His entry, “/ROP” (pronounced slash-ROP), is a compiler and Windows OS defense to help guard against ROP, and “therefore make all of our computers safer,” DeMott said.
The Battle Creek native, who grew up in Reed City, is a principal security researcher for Harris Corp., a Florida-based international communications and information technology company that serves government and commercial markets in more than 150 countries. He works from his Rockford home and occasionally travels to a Harris Corp. office in Chantilly, Va.
After he graduated from Ferris, DeMott continued his education at Johns Hopkins University, where he earned a master’s degree in Computer Science in 2003. He is a Ph.D. candidate at Michigan State University and has worked for the National Security Agency.
“Ferris gave me a good career starting point,” said DeMott, who was an assistant professor in Ferris’ CNS program for a year, and was an adjunct professor in subsequent years.
He is well-known for teaching a course titled “Application Security: For Hackers and Developers” at security conferences and directly to companies such as Boeing and Qualcomm. He will teach it in September at GrrCON in Grand Rapids.
The contest’s other two finalists are Ivan Fratric, a researcher at the University of Zagreb in Zagreb, Croatia, whose entry “ROPGuard” defines a set of checks that can be used to detect when certain functions are being called in the context of malicious ROP code; and Vasilis Pappas, a Ph.D. student at Columbia University in New York City, whose submission “kBouncer” is an ROP mitigation technique that detects abnormal control transfers using common hardware features.
Each submission was judged by Microsoft security engineers on impact, robustness, practicality and functionality.

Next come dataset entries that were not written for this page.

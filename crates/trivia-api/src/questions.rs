//! Handlers for `/questions` endpoints.
//!
//! | Method   | Path | Notes |
//! |----------|------|-------|
//! | `GET`    | `/questions` | Optional `?page=N`; absent or `0` returns everything |
//! | `POST`   | `/questions` | Body: [`QuestionsRequest`], either a search or a new question |
//! | `POST`   | `/questions/search` | Body: `{"searchTerm": "..."}`; unpaginated |
//! | `DELETE` | `/questions/{id}` | 422 if the question does not exist |
//!
//! Searches match the question text as a case-insensitive literal substring.
//! `total_questions` is always the size of the filtered, unpaginated set.

use std::sync::Arc;

use axum::{
  Json,
  extract::{
    Path, Query, State,
    rejection::{JsonRejection, PathRejection, QueryRejection},
  },
  response::{IntoResponse, Response},
};
use serde::{Deserialize, Serialize};
use serde_json::Value;
use trivia_core::{
  Error,
  category::category_map,
  page::Page,
  question::NewQuestion,
  store::{QuestionQuery, TriviaStore},
};

use crate::{QuestionList, deserializers::IntOrString, error::ApiError};

#[derive(Debug, Default, Deserialize)]
pub struct PageParams {
  pub page: Option<u32>,
}

// ─── List ─────────────────────────────────────────────────────────────────────

/// `GET /questions[?page=N]`
pub async fn list<S>(
  State(store): State<Arc<S>>,
  params: Result<Query<PageParams>, QueryRejection>,
) -> Result<Json<QuestionList>, ApiError>
where
  S: TriviaStore,
{
  let Query(params) = params?;
  let page = Page::from_query(params.page);
  let query = QuestionQuery::all().paged(page);

  let questions = store.list_questions(&query).await.map_err(ApiError::store)?;
  if let Some(page) = page
    && questions.is_empty()
  {
    return Err(ApiError::NotFound(format!("page {} is empty", page.number())));
  }

  let total_questions = store.count_questions(&query).await.map_err(ApiError::store)?;
  let categories = store.list_categories().await.map_err(ApiError::store)?;

  Ok(Json(QuestionList {
    success: true,
    questions,
    total_questions,
    categories: Some(category_map(&categories)),
    current_category: None,
  }))
}

// ─── Create or search ─────────────────────────────────────────────────────────

/// JSON body accepted by `POST /questions`.
///
/// The presence of `searchTerm` selects [`QuestionsRequest::Search`]; any other
/// object is treated as a new question and validated field by field.
#[derive(Debug)]
pub enum QuestionsRequest {
  Search { search_term: Option<String> },
  Create(NewQuestionBody),
}

impl QuestionsRequest {
  /// Split a syntactically valid JSON body into a search or a create form.
  /// Anything other than an object is a 400. A field of the wrong type is a
  /// 422, the same as a missing or empty one.
  pub fn from_json(body: Value) -> Result<Self, ApiError> {
    let Value::Object(mut fields) = body else {
      return Err(ApiError::BadRequest("expected a JSON object".to_owned()));
    };
    match fields.remove("searchTerm") {
      Some(term) => {
        let search_term = serde_json::from_value(term)
          .map_err(|e| ApiError::Unprocessable(format!("searchTerm: {e}")))?;
        Ok(Self::Search { search_term })
      }
      None => serde_json::from_value(Value::Object(fields))
        .map(Self::Create)
        .map_err(|e| ApiError::Unprocessable(e.to_string())),
    }
  }
}

/// The create form. Every field is optional at the JSON level so a missing
/// field is a 422 rather than a deserialisation failure.
#[derive(Debug, Default, Deserialize)]
pub struct NewQuestionBody {
  pub question:   Option<String>,
  pub answer:     Option<String>,
  pub difficulty: Option<IntOrString>,
  pub category:   Option<IntOrString>,
}

impl NewQuestionBody {
  /// Check presence and shape of every field, then build a [`NewQuestion`].
  pub fn validate(self) -> Result<NewQuestion, Error> {
    let question = self.question.ok_or(Error::EmptyField("question"))?;
    let answer = self.answer.ok_or(Error::EmptyField("answer"))?;
    let difficulty = self
      .difficulty
      .ok_or(Error::EmptyField("difficulty"))?
      .to_int("difficulty")?;
    let category = self
      .category
      .ok_or(Error::EmptyField("category"))?
      .to_int("category")?;
    NewQuestion::new(&question, &answer, difficulty, category)
  }
}

#[derive(Debug, Serialize)]
pub struct Created {
  pub success:          bool,
  pub created:          i64,
  pub question_created: String,
  pub questions:        Vec<trivia_core::question::Question>,
  pub total_questions:  usize,
}

/// `POST /questions[?page=N]`: search when the body carries `searchTerm`,
/// create otherwise. Both responses are paginated, defaulting to page 1.
/// A search with no matches, or a page past the last match, is a 404.
pub async fn create_or_search<S>(
  State(store): State<Arc<S>>,
  params: Result<Query<PageParams>, QueryRejection>,
  body: Result<Json<Value>, JsonRejection>,
) -> Result<Response, ApiError>
where
  S: TriviaStore,
{
  let Query(params) = params?;
  let Json(body) = body?;
  let page = Page::from_query(params.page).unwrap_or(Page::FIRST);

  match QuestionsRequest::from_json(body)? {
    QuestionsRequest::Search { search_term } => {
      let term = search_term_or_reject(search_term)?;
      let query = QuestionQuery::search(term);

      let total_questions = store.count_questions(&query).await.map_err(ApiError::store)?;
      if total_questions == 0 {
        return Err(ApiError::NotFound("no question matches the search term".to_owned()));
      }
      let questions = store
        .list_questions(&query.paged(Some(page)))
        .await
        .map_err(ApiError::store)?;
      if questions.is_empty() {
        return Err(ApiError::NotFound(format!("page {} is empty", page.number())));
      }

      Ok(
        Json(QuestionList {
          success: true,
          questions,
          total_questions,
          categories: None,
          current_category: None,
        })
        .into_response(),
      )
    }
    QuestionsRequest::Create(form) => {
      let input = form.validate()?;

      let category = input.category();
      store
        .get_category(category)
        .await
        .map_err(|e| ApiError::Unprocessable(e.to_string()))?
        .ok_or_else(|| ApiError::Unprocessable(format!("category {category} does not exist")))?;

      let created = store
        .add_question(input)
        .await
        .map_err(|e| ApiError::Unprocessable(e.to_string()))?;
      tracing::info!(id = created.id, category, "question created");

      let all = QuestionQuery::all();
      let questions = store
        .list_questions(&all.clone().paged(Some(page)))
        .await
        .map_err(ApiError::store)?;
      let total_questions = store.count_questions(&all).await.map_err(ApiError::store)?;

      Ok(
        Json(Created {
          success: true,
          created: created.id,
          question_created: created.question,
          questions,
          total_questions,
        })
        .into_response(),
      )
    }
  }
}

// ─── Search ───────────────────────────────────────────────────────────────────

#[derive(Debug, Default, Deserialize)]
pub struct SearchBody {
  #[serde(rename = "searchTerm")]
  pub search_term: Option<String>,
}

/// `POST /questions/search` — every match, unpaginated. No matches is an
/// empty 200.
pub async fn search<S>(
  State(store): State<Arc<S>>,
  body: Result<Json<SearchBody>, JsonRejection>,
) -> Result<Json<QuestionList>, ApiError>
where
  S: TriviaStore,
{
  let Json(body) = body?;
  let term = search_term_or_reject(body.search_term)?;
  let query = QuestionQuery::search(term);
  let questions = store.list_questions(&query).await.map_err(ApiError::store)?;

  Ok(Json(QuestionList {
    success: true,
    total_questions: questions.len(),
    questions,
    categories: None,
    current_category: None,
  }))
}

fn search_term_or_reject(term: Option<String>) -> Result<String, ApiError> {
  match term.as_deref().map(str::trim) {
    Some(t) if !t.is_empty() => Ok(t.to_owned()),
    _ => Err(Error::EmptyField("searchTerm").into()),
  }
}

// ─── Delete ───────────────────────────────────────────────────────────────────

#[derive(Debug, Serialize)]
pub struct Deleted {
  pub success: bool,
  pub deleted: i64,
  pub message: &'static str,
}

/// `DELETE /questions/{id}` — a missing, already deleted, or non-numeric id
/// is a 422.
pub async fn delete_one<S>(
  State(store): State<Arc<S>>,
  id: Result<Path<i64>, PathRejection>,
) -> Result<Json<Deleted>, ApiError>
where
  S: TriviaStore,
{
  let Path(id) = id.map_err(|r| ApiError::Unprocessable(r.body_text()))?;

  let deleted = store.delete_question(id).await.map_err(ApiError::store)?;
  if !deleted {
    return Err(ApiError::Unprocessable(format!("question {id} does not exist")));
  }
  tracing::info!(id, "question deleted");

  Ok(Json(Deleted {
    success: true,
    deleted: id,
    message: "Question successfully deleted",
  }))
}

“Microsoft applauds these researchers who met the challenge and developed defensive solutions that go above and beyond conventional security practices focused on discovering individual issues,” said Mike Reavey, senior director for Microsoft’s Security Response Center. “We can’t wait to see how this initiative will inspire others to explore defensive technology research in order to potentially mitigate entire classes of vulnerabilities.”